Middle School Teacher Preparation : Georgia

Delivering Well Prepared Teachers Policy

Goal

The state should ensure that middle school teachers are sufficiently prepared to teach appropriate grade-level content.

Best Practice
Suggested Citation:
National Council on Teacher Quality. (2011). Middle School Teacher Preparation : Georgia results. State Teacher Policy Database. [Data set].
Retrieved from: https://www.nctq.org/yearbook/state/GA-Middle-School-Teacher-Preparation--6

Analysis of Georgia's policies

Georgia requires middle grades certification (grades 4-8) for all middle school teachers. Teacher preparation programs must prepare candidates in at least two of the following areas of concentration: reading, language arts, mathematics, science or social science. The state defines an area of concentration as a minimum of 15 semester hours.

All new middle school teachers are required to pass a specific subject-area test, one of the "Georgia Assessments for the Certification of Educators" tests, to attain licensure.

Citation

Recommendations for Georgia

State response to our analysis

Georgia recognized the factual accuracy of this analysis.

Research rationale

A report published by the National Mathematics Advisory Panel (NMAP) concludes that a teacher's knowledge of math makes a difference in student achievement. U.S. Department of Education. Foundation for Success: The Final Report of the National Mathematics Advisory Panel.
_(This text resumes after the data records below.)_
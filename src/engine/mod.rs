//! engine
//!
//! The operations the service layer calls.
//!
//! # Architecture
//!
//! Every operation takes a [`RequestContext`] and a plain parameter struct
//! and returns a plain output struct or [`Error`]. Reads go to the
//! repository through [`Git`]; writes go through a [`SharedRepo`] and reach
//! the repository only through a leased push:
//!
//! ```text
//! validate params -> read state (git2) -> scratch plumbing -> leased push
//! ```
//!
//! # Operations
//!
//! | Area     | Operations                                   |
//! |----------|----------------------------------------------|
//! | branches | [`Engine::create_branch`], [`Engine::delete_branch`] |
//! | tags     | [`Engine::create_tag`], [`Engine::delete_tag`] |
//! | commits  | [`Engine::commit_files`]                     |
//! | merge    | [`Engine::merge`]                            |
//! | refs     | [`Engine::list_branches`], [`Engine::list_tags`] |
//! | hash     | [`Engine::hash_repository`]                  |
//! | diff     | [`Engine::get_diff_hunk_headers`], [`Engine::diff_cut`] |
//!
//! # Invariants
//!
//! - A failed operation never leaves a partial change in the repository
//! - Concurrent writers to one ref are arbitrated by the push lease only
//!
//! # Example
//!
//! ```ignore
//! use gitweave::core::config::Config;
//! use gitweave::core::context::RequestContext;
//! use gitweave::engine::{CreateBranchParams, Engine};
//!
//! let engine = Engine::new(Config::load(None)?);
//! let ctx = RequestContext::background();
//! engine.create_branch(&ctx, &CreateBranchParams {
//!     repo: "/srv/repos/project.git".into(),
//!     branch_name: "feature".into(),
//!     target: "main".into(),
//! })?;
//! ```

mod branch;
mod commit;
mod diff;
mod hash;
mod merge;
mod refs;
mod tag;

pub use branch::{BranchOutput, CreateBranchParams, DeleteBranchParams};
pub use commit::{CommitFilesOutput, CommitFilesParams};
pub use diff::{DiffCutOutput, DiffCutRequest, DiffRange};
pub use hash::{HashRepositoryParams, RepoHash};
pub use merge::{MergeParams, MergeRefType};
pub use refs::{ListRefsParams, RefListing};
pub use tag::{CreateTagParams, DeleteTagParams, TagOutput};

use std::path::Path;

use crate::core::config::Config;
use crate::core::context::RequestContext;
use crate::core::errors::{Error, Result};
use crate::git::Git;
use crate::sharedrepo::SharedRepo;

/// Entry point for all operations.
///
/// Holds configuration only, so one engine can serve concurrent requests.
#[derive(Debug, Clone, Default)]
pub struct Engine {
    config: Config,
}

impl Engine {
    pub fn new(config: Config) -> Self {
        Self { config }
    }

    pub fn config(&self) -> &Config {
        &self.config
    }

    fn open(&self, repo: &Path) -> Result<Git> {
        Ok(Git::open(repo)?)
    }

    fn scratch(&self, origin: &Git) -> Result<SharedRepo> {
        SharedRepo::new(&self.config, origin)
    }

    /// A scratch repository ready to push objects the origin already has.
    fn linked_scratch(&self, ctx: &RequestContext, origin: &Git) -> Result<SharedRepo> {
        let scratch = self.scratch(origin)?;
        scratch.init(ctx)?;
        Ok(scratch)
    }
}

/// Resolve `rev` to a commit or fail with NotFound.
fn require_commit(git: &Git, rev: &str) -> Result<crate::core::types::Oid> {
    git.try_resolve_commit(rev)?
        .ok_or_else(|| Error::not_found("commit", rev))
}
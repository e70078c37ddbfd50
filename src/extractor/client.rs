//! Clients for text-completion providers.

use std::{fmt::Debug, time::Duration};

use serde::{Deserialize, Serialize};
use ureq::Agent;

use crate::extractor::ExtractionError;

/// Something that can answer a prompt with text.
///
/// Calls block the current thread, run them with [tokio::task::spawn_blocking].
pub trait CompletionClient: Debug + Send + Sync {
    /// Ask the model to respond to `prompt` while following `system_instruction`.
    ///
    /// # Errors
    ///
    /// Returns an [ExtractionError] if the provider could not be reached, did
    /// not answer in time, or answered with something other than text.
    fn complete(&self, system_instruction: &str, prompt: &str) -> Result<String, ExtractionError>;
}

/// Connection settings for an OpenAI-compatible provider.
#[derive(Clone, PartialEq)]
pub struct ProviderConfig {
    /// Sent as a bearer token. Extraction is disabled when this is `None`.
    pub api_key: Option<String>,
    /// The API root, e.g. "https://api.deepseek.com". `/chat/completions` is appended.
    pub base_url: String,
    /// The model name, e.g. "deepseek-chat".
    pub model: String,
    /// How long a whole request may take, including reading the response.
    pub timeout: Duration,
}

impl ProviderConfig {
    /// The default API root.
    pub const DEFAULT_BASE_URL: &str = "https://api.deepseek.com";
    /// The default model name.
    pub const DEFAULT_MODEL: &str = "deepseek-chat";
    /// The default request timeout.
    pub const DEFAULT_TIMEOUT: Duration = Duration::from_secs(30);
}

impl Default for ProviderConfig {
    fn default() -> Self {
        Self {
            api_key: None,
            base_url: Self::DEFAULT_BASE_URL.to_owned(),
            model: Self::DEFAULT_MODEL.to_owned(),
            timeout: Self::DEFAULT_TIMEOUT,
        }
    }
}

// Keep the API key out of logs.
impl Debug for ProviderConfig {
    fn fmt(&self, f: &mut std::fmt::Formatter<'_>) -> std::fmt::Result {
        f.debug_struct("ProviderConfig")
            .field("api_key", &self.api_key.as_ref().map(|_| "<redacted>"))
            .field("base_url", &self.base_url)
            .field("model", &self.model)
            .field("timeout", &self.timeout)
            .finish()
    }
}

#[derive(Debug, Serialize)]
struct ChatMessage<'a> {
    role: &'a str,
    content: &'a str,
}

#[derive(Debug, Serialize)]
struct ChatRequest<'a> {
    model: &'a str,
    messages: [ChatMessage<'a>; 2],
    stream: bool,
}

#[derive(Debug, Deserialize)]
struct ChatResponse {
    choices: Vec<ChatChoice>,
}

#[derive(Debug, Deserialize)]
struct ChatChoice {
    message: ChatResponseMessage,
}

#[derive(Debug, Deserialize)]
struct ChatResponseMessage {
    content: Option<String>,
}

/// A [CompletionClient] for providers that speak the OpenAI chat-completions protocol.
pub struct OpenAiCompatibleClient {
    config: ProviderConfig,
    agent: Agent,
}

impl Debug for OpenAiCompatibleClient {
    fn fmt(&self, f: &mut std::fmt::Formatter<'_>) -> std::fmt::Result {
        f.debug_struct("OpenAiCompatibleClient")
            .field("config", &self.config)
            .finish_non_exhaustive()
    }
}

impl OpenAiCompatibleClient {
    /// Create a client whose requests give up after `config.timeout`.
    pub fn new(config: ProviderConfig) -> Self {
        let agent = Agent::new_with_config(
            Agent::config_builder()
                .timeout_global(Some(config.timeout))
                .build(),
        );

        Self { config, agent }
    }

    fn completions_url(&self) -> String {
        format!(
            "{}/chat/completions",
            self.config.base_url.trim_end_matches('/')
        )
    }
}

impl CompletionClient for OpenAiCompatibleClient {
    fn complete(&self, system_instruction: &str, prompt: &str) -> Result<String, ExtractionError> {
        let Some(api_key) = &self.config.api_key else {
            return Err(ExtractionError::NotConfigured);
        };

        let request = ChatRequest {
            model: &self.config.model,
            messages: [
                ChatMessage {
                    role: "system",
                    content: system_instruction,
                },
                ChatMessage {
                    role: "user",
                    content: prompt,
                },
            ],
            stream: false,
        };

        tracing::debug!(
            "sending completion request to {} with model {}",
            self.config.base_url,
            self.config.model
        );

        let mut response = self
            .agent
            .post(self.completions_url())
            .header("Authorization", format!("Bearer {api_key}"))
            .send_json(&request)
            .map_err(map_ureq_error)?;

        let response: ChatResponse = response
            .body_mut()
            .read_json()
            .map_err(map_ureq_error)?;

        response
            .choices
            .into_iter()
            .next()
            .and_then(|choice| choice.message.content)
            .ok_or_else(|| {
                ExtractionError::MalformedResponse("the response had no message content".to_owned())
            })
    }
}

fn map_ureq_error(error: ureq::Error) -> ExtractionError {
    match error {
        ureq::Error::Timeout(_) => ExtractionError::Timeout,
        ureq::Error::Json(error) => ExtractionError::MalformedResponse(error.to_string()),
        error => ExtractionError::Request(error.to_string()),
    }
}
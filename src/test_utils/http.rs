use axum::{body::Body, response::Response};

/// The value of `header_name`, panicking if it is missing or not text.
#[track_caller]
pub(crate) fn get_header(response: &Response<Body>, header_name: &str) -> String {
    response
        .headers()
        .get(header_name)
        .unwrap_or_else(|| panic!("want a {header_name} header"))
        .to_str()
        .expect("Could not convert header to str")
        .to_owned()
}
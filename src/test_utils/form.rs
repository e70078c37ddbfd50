//! Assertions about the forms rendered by the views.

use scraper::{ElementRef, Html, Selector};

#[track_caller]
pub(crate) fn must_get_form(html: &Html) -> ElementRef<'_> {
    html.select(&Selector::parse("form").unwrap())
        .next()
        .expect("want a form in the HTML")
}

#[track_caller]
pub(crate) fn assert_hx_endpoint(form: &ElementRef<'_>, endpoint: &str, attribute: &str) {
    let got = form.value().attr(attribute);

    assert_eq!(
        got,
        Some(endpoint),
        "want form with attribute {attribute}=\"{endpoint}\""
    );
}

/// Assert that `form` has a required input called `name` of type `type_`.
#[track_caller]
pub(crate) fn assert_form_input(form: &ElementRef<'_>, name: &str, type_: &str) {
    let selector = Selector::parse(&format!("input[name=\"{name}\"]")).unwrap();
    let input = form
        .select(&selector)
        .next()
        .unwrap_or_else(|| panic!("want an input named \"{name}\""));

    assert_eq!(
        input.value().attr("type"),
        Some(type_),
        "want input {name} to have type \"{type_}\""
    );
    assert!(
        input.value().attr("required").is_some(),
        "want input {name} to be required"
    );
}

#[track_caller]
pub(crate) fn assert_form_submit_button_with_text(form: &ElementRef<'_>, text: &str) {
    let button = form
        .select(&Selector::parse("button[type=submit]").unwrap())
        .next()
        .expect("want a submit button");

    let got_text: String = button.text().collect();
    assert_eq!(got_text.trim(), text);
}

/// Assert that the first paragraph in `form` is the error message.
#[track_caller]
pub(crate) fn assert_form_error_message(form: &ElementRef<'_>, want_error_message: &str) {
    let error_message: String = form
        .select(&Selector::parse("p").unwrap())
        .next()
        .expect("want an error message")
        .text()
        .collect();

    assert_eq!(error_message.trim(), want_error_message);
}
//! User accounts and sessions: registration, log-in, log-out, and the
//! middleware that guards every page and API route holding user data.

mod cookie;
mod email;
mod log_in;
mod log_out;
mod middleware;
mod password;
mod redirect;
mod register;
mod token;
mod user;

pub(crate) use cookie::{DEFAULT_COOKIE_DURATION, invalidate_auth_cookie, set_auth_cookie};
pub use email::Email;
pub use log_in::{get_log_in_page, post_log_in};
pub use log_out::get_log_out;
pub use middleware::{auth_guard, auth_guard_hx, redirect_if_logged_in};
pub use password::{PasswordHash, ValidatedPassword};
pub(crate) use redirect::normalize_redirect_url;
pub use register::{get_register_page, register_user};
pub(crate) use token::Token;
pub use user::{User, UserID, create_user, create_user_table, get_user_by_email};

#[cfg(test)]
pub(crate) use cookie::COOKIE_TOKEN;

#[cfg(test)]
pub use middleware::AuthState;
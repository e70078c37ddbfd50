//! Turns a plain language sentence such as "今天买咖啡花了35元" into a
//! transaction by asking an external language model.
//!
//! The model is reached through [CompletionClient] so tests can script its
//! replies. [OpenAiCompatibleClient] talks to any provider that implements
//! the OpenAI chat-completions protocol.

mod client;
mod endpoint;
mod error;
mod prompt;

pub use client::{CompletionClient, OpenAiCompatibleClient, ProviderConfig};
pub use endpoint::{ExtractionOutcome, create_ai_transaction_endpoint, record_from_text};
pub use error::ExtractionError;
pub use prompt::{SYSTEM_INSTRUCTION, parse_extraction, strip_code_fences, user_prompt};
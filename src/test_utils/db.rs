use rusqlite::Connection;

use crate::{Email, PasswordHash, User, create_user, db::initialize};

/// An in-memory database with all tables created.
#[track_caller]
pub(crate) fn get_test_connection() -> Connection {
    let conn = Connection::open_in_memory().unwrap();
    initialize(&conn).unwrap();
    conn
}

/// Insert a user with a dummy password hash, for tests that only need an owner.
#[track_caller]
pub(crate) fn create_test_user(conn: &Connection, email: &str) -> User {
    create_user(
        Email::new(email).unwrap(),
        PasswordHash::new_unchecked("$2b$04$not.a.real.hash"),
        conn,
    )
    .unwrap()
}
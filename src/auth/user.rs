//! Code for creating the user table and fetching users from the database.

use std::fmt::Display;

use rusqlite::{
    Connection, Row,
    types::{FromSql, FromSqlError, FromSqlResult, ToSql, ToSqlOutput, ValueRef},
};
use serde::{Deserialize, Serialize};
use uuid::Uuid;

use crate::{Email, Error, PasswordHash};

/// A newtype wrapper for user IDs.
///
/// IDs are random UUIDs stored as text in the database.
#[derive(Clone, Copy, Debug, PartialEq, Eq, Serialize, Deserialize, Hash)]
pub struct UserID(Uuid);

impl UserID {
    /// Generate a new, random user ID.
    pub fn new_random() -> Self {
        Self(Uuid::new_v4())
    }

    /// Wrap an existing UUID.
    pub fn new(id: Uuid) -> Self {
        Self(id)
    }
}

impl Display for UserID {
    fn fmt(&self, f: &mut std::fmt::Formatter<'_>) -> std::fmt::Result {
        self.0.fmt(f)
    }
}

impl ToSql for UserID {
    fn to_sql(&self) -> rusqlite::Result<ToSqlOutput<'_>> {
        Ok(ToSqlOutput::from(self.0.to_string()))
    }
}

impl FromSql for UserID {
    fn column_result(value: ValueRef<'_>) -> FromSqlResult<Self> {
        Uuid::parse_str(value.as_str()?)
            .map(Self)
            .map_err(|error| FromSqlError::Other(Box::new(error)))
    }
}

/// A user of the application.
#[derive(Debug, Clone, PartialEq)]
pub struct User {
    /// The user's ID in the application database.
    pub id: UserID,
    /// The user's email, used to log in.
    pub email: Email,
    /// The user's password hash.
    pub password_hash: PasswordHash,
}

/// Create the user table.
///
/// # Errors
///
/// This function will return an error if the SQL query failed.
pub fn create_user_table(connection: &Connection) -> Result<(), rusqlite::Error> {
    connection.execute(
        "CREATE TABLE IF NOT EXISTS user (
                id TEXT PRIMARY KEY,
                email TEXT UNIQUE NOT NULL,
                password TEXT NOT NULL
                )",
        (),
    )?;

    Ok(())
}

/// Create and insert a new user into the database.
///
/// # Errors
///
/// Returns a:
/// - [Error::DuplicateEmail] if `email` is already registered,
/// - [Error::SqlError] if an SQL related error occurred.
pub fn create_user(
    email: Email,
    password_hash: PasswordHash,
    connection: &Connection,
) -> Result<User, Error> {
    let id = UserID::new_random();

    connection.execute(
        "INSERT INTO user (id, email, password) VALUES (?1, ?2, ?3)",
        (id, email.as_str(), password_hash.as_str()),
    )?;

    Ok(User {
        id,
        email,
        password_hash,
    })
}

fn map_user_row(row: &Row) -> Result<User, rusqlite::Error> {
    let id = row.get(0)?;
    let raw_email: String = row.get(1)?;
    let raw_password_hash: String = row.get(2)?;

    Ok(User {
        id,
        email: Email::new_unchecked(&raw_email),
        password_hash: PasswordHash::new_unchecked(&raw_password_hash),
    })
}

/// Get the user registered with `email`.
///
/// # Errors
///
/// This function will return an error if:
/// - no user is registered with `email` ([Error::NotFound]).
/// - there was an error trying to access the store.
pub fn get_user_by_email(email: &Email, connection: &Connection) -> Result<User, Error> {
    connection
        .prepare("SELECT id, email, password FROM user WHERE email = :email")?
        .query_row(&[(":email", &email.as_str())], map_user_row)
        .map_err(|error| error.into())
}
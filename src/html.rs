//! Shared page shell, style constants and small view helpers.

use std::sync::OnceLock;

use maud::{DOCTYPE, Markup, html};
use numfmt::{Formatter, Precision};

// Link styles
pub const LINK_STYLE: &str = "text-blue-600 hover:text-blue-500 \
    dark:text-blue-500 dark:hover:text-blue-400 underline";

// Button styles
pub const BUTTON_PRIMARY_STYLE: &str = "w-full px-4 py-2 bg-blue-500 \
    dark:bg-blue-600 disabled:bg-blue-700 hover:enabled:bg-blue-600 \
    hover:enabled:dark:bg-blue-700 text-white rounded";

pub const BUTTON_AI_STYLE: &str = "px-6 py-2 bg-purple-600 text-white rounded-lg \
    font-medium hover:enabled:bg-purple-700 disabled:opacity-50 \
    disabled:cursor-not-allowed transition-all";

pub const BUTTON_DELETE_STYLE: &str = "text-red-600 hover:text-red-500 \
    dark:text-red-500 dark:hover:text-red-400 underline bg-transparent \
    border-none cursor-pointer";

// Form styles
pub const FORM_LABEL_STYLE: &str = "block mb-2 text-sm font-medium text-gray-900 dark:text-white";
pub const FORM_TEXT_INPUT_STYLE: &str = "block w-full p-2.5 rounded text-sm \
    text-gray-900 dark:text-white disabled:text-gray-500 bg-gray-50 \
    dark:bg-gray-700 border border-gray-300 dark:border-gray-600 \
    dark:placeholder-gray-400 focus:ring-blue-600 focus:border-blue-600 \
    focus:dark:border-blue-500 focus:dark:ring-blue-500";

// Card and list styles
pub const CARD_STYLE: &str = "bg-white dark:bg-gray-800 border border-gray-200 \
    dark:border-gray-700 rounded-lg p-6 shadow-md";
pub const LIST_ROW_STYLE: &str = "flex justify-between items-center p-4 \
    bg-white dark:bg-gray-800 border border-gray-200 dark:border-gray-700 \
    rounded shadow-sm";

const HTMX_SRC: &str = "https://unpkg.com/htmx.org@2.0.8/dist/htmx.min.js";
const HTMX_RESPONSE_TARGETS_SRC: &str =
    "https://unpkg.com/htmx-ext-response-targets@2.0.4/dist/response-targets.js";
const TAILWIND_SRC: &str = "https://unpkg.com/@tailwindcss/browser@4";

/// Extra elements for the `<head>` of a page.
pub enum HeadElement {
    /// The file path or URL to a JavaScript script.
    ScriptLink(String),
}

pub fn base(title: &str, head_elements: &[HeadElement], content: &Markup) -> Markup {
    html! {
        (DOCTYPE)
        html lang="en"
        {
            head
            {
                meta charset="UTF-8";
                meta name="viewport" content="width=device-width, initial-scale=1.0";
                title { (title) " - CashFlow" }

                script src=(TAILWIND_SRC) {}
                script src=(HTMX_SRC) {}
                script src=(HTMX_RESPONSE_TARGETS_SRC) {}

                style
                {
                    r#"
                    .htmx-indicator {
                        display: none;
                    }

                    .htmx-request .htmx-indicator,
                    .htmx-request.htmx-indicator {
                        display: inline;
                    }
                    "#
                }

                @for element in head_elements
                {
                    @match element
                    {
                        HeadElement::ScriptLink(path) => script src=(path) {}
                    }
                }

                script src="/static/app.js" defer {}
            }

            body
                hx-ext="response-targets"
                class="container max-w-full min-h-screen bg-gray-50 dark:bg-gray-900"
            {
                (content)

                // Alert container for out-of-band swaps
                div
                    id="alert-container"
                    class="w-full max-w-md px-4"
                    style="position: fixed; bottom: 1rem; left: 50%; transform: translateX(-50%); z-index: 9999;"
                {}
            }
        }
    }
}

pub fn error_view(title: &str, header: &str, description: &str, fix: &str) -> Markup {
    // Template adapted from https://flowbite.com/blocks/marketing/404/
    let content = html!(
        section class="bg-white dark:bg-gray-900"
        {
            div class="py-8 px-4 mx-auto max-w-screen-xl lg:py-16 lg:px-6"
            {
                div class="mx-auto max-w-screen-sm text-center"
                {
                    h1
                        class="mb-4 text-7xl tracking-tight font-extrabold
                            lg:text-9xl text-blue-600 dark:text-blue-500"
                    {
                        (header)
                    }

                    p
                        class="mb-4 text-3xl md:text-4xl tracking-tight
                            font-bold text-gray-900 dark:text-white"
                    {
                        (description)
                    }

                    p
                        class="mb-4 text-1xl md:text-2xl tracking-tight
                            text-gray-900 dark:text-white"
                    {
                        (fix)
                    }

                    a
                        href="/"
                        class="inline-flex text-white bg-blue-600
                            hover:bg-blue-800 focus:ring-4 focus:outline-hidden
                            focus:ring-blue-300 font-medium rounded text-sm px-5
                            py-2.5 text-center dark:focus:ring-blue-900 my-4"
                    {
                        "Back to Homepage"
                    }
                }
            }
        }
    );

    base(title, &[], &content)
}

/// The centred card shared by the log-in and registration pages.
pub fn log_in_register(form_title: &str, form: &Markup) -> Markup {
    html! {
        div class="flex flex-col items-center justify-center px-6 py-8 mx-auto"
        {
            span class="flex items-center mb-6 text-2xl font-semibold text-gray-900 dark:text-white"
            {
                "CashFlow AI"
            }

            div class="w-full bg-white rounded-lg shadow dark:border md:mt-0 sm:max-w-md xl:p-0 dark:bg-gray-800 dark:border-gray-700"
            {
                div class="p-6 space-y-4 md:space-y-6 sm:p-8"
                {
                    h1 class="text-xl font-bold leading-tight tracking-tight text-gray-900 md:text-2xl dark:text-white"
                    {
                        (form_title)
                    }

                    (form)
                }
            }
        }
    }
}

/// A password field that always renders empty.
pub fn password_input(min_length: u8, error_message: Option<&str>) -> Markup {
    html! {
        div
        {
            label
                for="password"
                class=(FORM_LABEL_STYLE)
            {
                "Password"
            }

            input
                type="password"
                name="password"
                id="password"
                placeholder="••••••••"
                class=(FORM_TEXT_INPUT_STYLE)
                required
                minlength=(min_length);

            @if let Some(error_message) = error_message
            {
                p class="text-red-500 text-base" { (error_message) }
            }
        }

    }
}

pub fn loading_spinner() -> Markup {
    // Spinner SVG adapted from https://flowbite.com/docs/components/spinner/
    html! {
        svg
            aria-hidden="true"
            role="status"
            class="inline text-white w-4 h-4 me-2 mb-1 animate-spin"
            viewBox="0 0 100 101"
            fill="none"
            xmlns="http://www.w3.org/2000/svg"
        {
            path
                d="M100 50.5908C100 78.2051 77.6142 100.591 50 100.591C22.3858 100.591 0 78.2051 0 50.5908C0 22.9766 22.3858 0.59082 50 0.59082C77.6142 0.59082 100 22.9766 100 50.5908ZM9.08144 50.5908C9.08144 73.1895 27.4013 91.5094 50 91.5094C72.5987 91.5094 90.9186 73.1895 90.9186 50.5908C90.9186 27.9921 72.5987 9.67226 50 9.67226C27.4013 9.67226 9.08144 27.9921 9.08144 50.5908Z"
                fill="#E5E7EB" {}
            path
                d="M93.9676 39.0409C96.393 38.4038 97.8624 35.9116 97.0079 33.5539C95.2932 28.8227 92.871 24.3692 89.8167 20.348C85.8452 15.1192 80.8826 10.7238 75.2124 7.41289C69.5422 4.10194 63.2754 1.94025 56.7698 1.05124C51.7666 0.367541 46.6976 0.446843 41.7345 1.27873C39.2613 1.69328 37.813 4.19778 38.4501 6.62326C39.0873 9.04874 41.5694 10.4717 44.0505 10.1071C47.8511 9.54855 51.7191 9.52689 55.5402 10.0491C60.8642 10.7766 65.9928 12.5457 70.6331 15.2552C75.2735 17.9648 79.3347 21.5619 82.5849 25.841C84.9175 28.9121 86.7997 32.2913 88.1811 35.8758C89.083 38.2158 91.5421 39.6781 93.9676 39.0409Z"
                fill="currentColor" {}
        }
    }
}

/// Format `number` as yuan with two decimal places, e.g. "-¥1,234.50".
pub fn format_currency(number: f64) -> String {
    static FORMATTER: OnceLock<Formatter> = OnceLock::new();

    let formatter = FORMATTER.get_or_init(|| {
        Formatter::new()
            .separator(',')
            .unwrap_or_else(|_| Formatter::new())
            .precision(Precision::Decimals(2))
    });

    let sign = if number < 0.0 { "-" } else { "" };
    let magnitude = number.abs();

    // Zero is hardcoded as "0", so we must specify the formatted string for zero
    let mut digits = if magnitude == 0.0 {
        "0.00".to_owned()
    } else {
        formatter.fmt_string(magnitude)
    };

    // numfmt drops trailing zeros, e.g. "12.30" is rendered as "12.3".
    match digits.find('.') {
        None => digits.push_str(".00"),
        Some(point) if digits.len() - point == 2 => digits.push('0'),
        Some(_) => {}
    }

    format!("{sign}¥{digits}")
}

/// A link with blue text for use in a <p> tag.
pub fn link(url: &str, text: &str) -> Markup {
    html! (
        a
            href=(url)
            class=(LINK_STYLE)
        {
          (text)
        }

    )
}

#[cfg(test)]
mod tests {
    use super::format_currency;

    #[test]
    fn formats_positive_amount() {
        assert_eq!(format_currency(20000.0), "¥20,000.00");
    }

    #[test]
    fn formats_negative_amount() {
        assert_eq!(format_currency(-35.0), "-¥35.00");
    }

    #[test]
    fn formats_zero() {
        assert_eq!(format_currency(0.0), "¥0.00");
    }

    #[test]
    fn pads_single_decimal_place() {
        assert_eq!(format_currency(12.3), "¥12.30");
    }

    #[test]
    fn keeps_two_decimal_places() {
        assert_eq!(format_currency(1234.56), "¥1,234.56");
    }
}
Washington, D.C.: U.S. Department of Education (2008).

For additional research on the importance of subject matter knowledge, see Dee and Chodes, "Out-of-Field Teaching and Student Achievement; Evidence from Matched-Pairs Comparisons." Public Finance Review (2008); as B. Chaney, "Student outcomes and the professional preparation of 8th grade teachers," in NSF/NELS 88: Teacher transcript analysis (Rockville, MD: Westat, 1995); H. Wenglinsky, How Teaching Matters: Bringing the Classroom Back Into Discussions of Teacher Quality (Princeton, NJ: Educational Testing Service, 2000). For information on the "ceiling effect," see D. Goldhaber and D. Brewer, "When should we reward degrees for teachers?" in Phi Delta Kappan 80, No. 2 (1998): 134-138.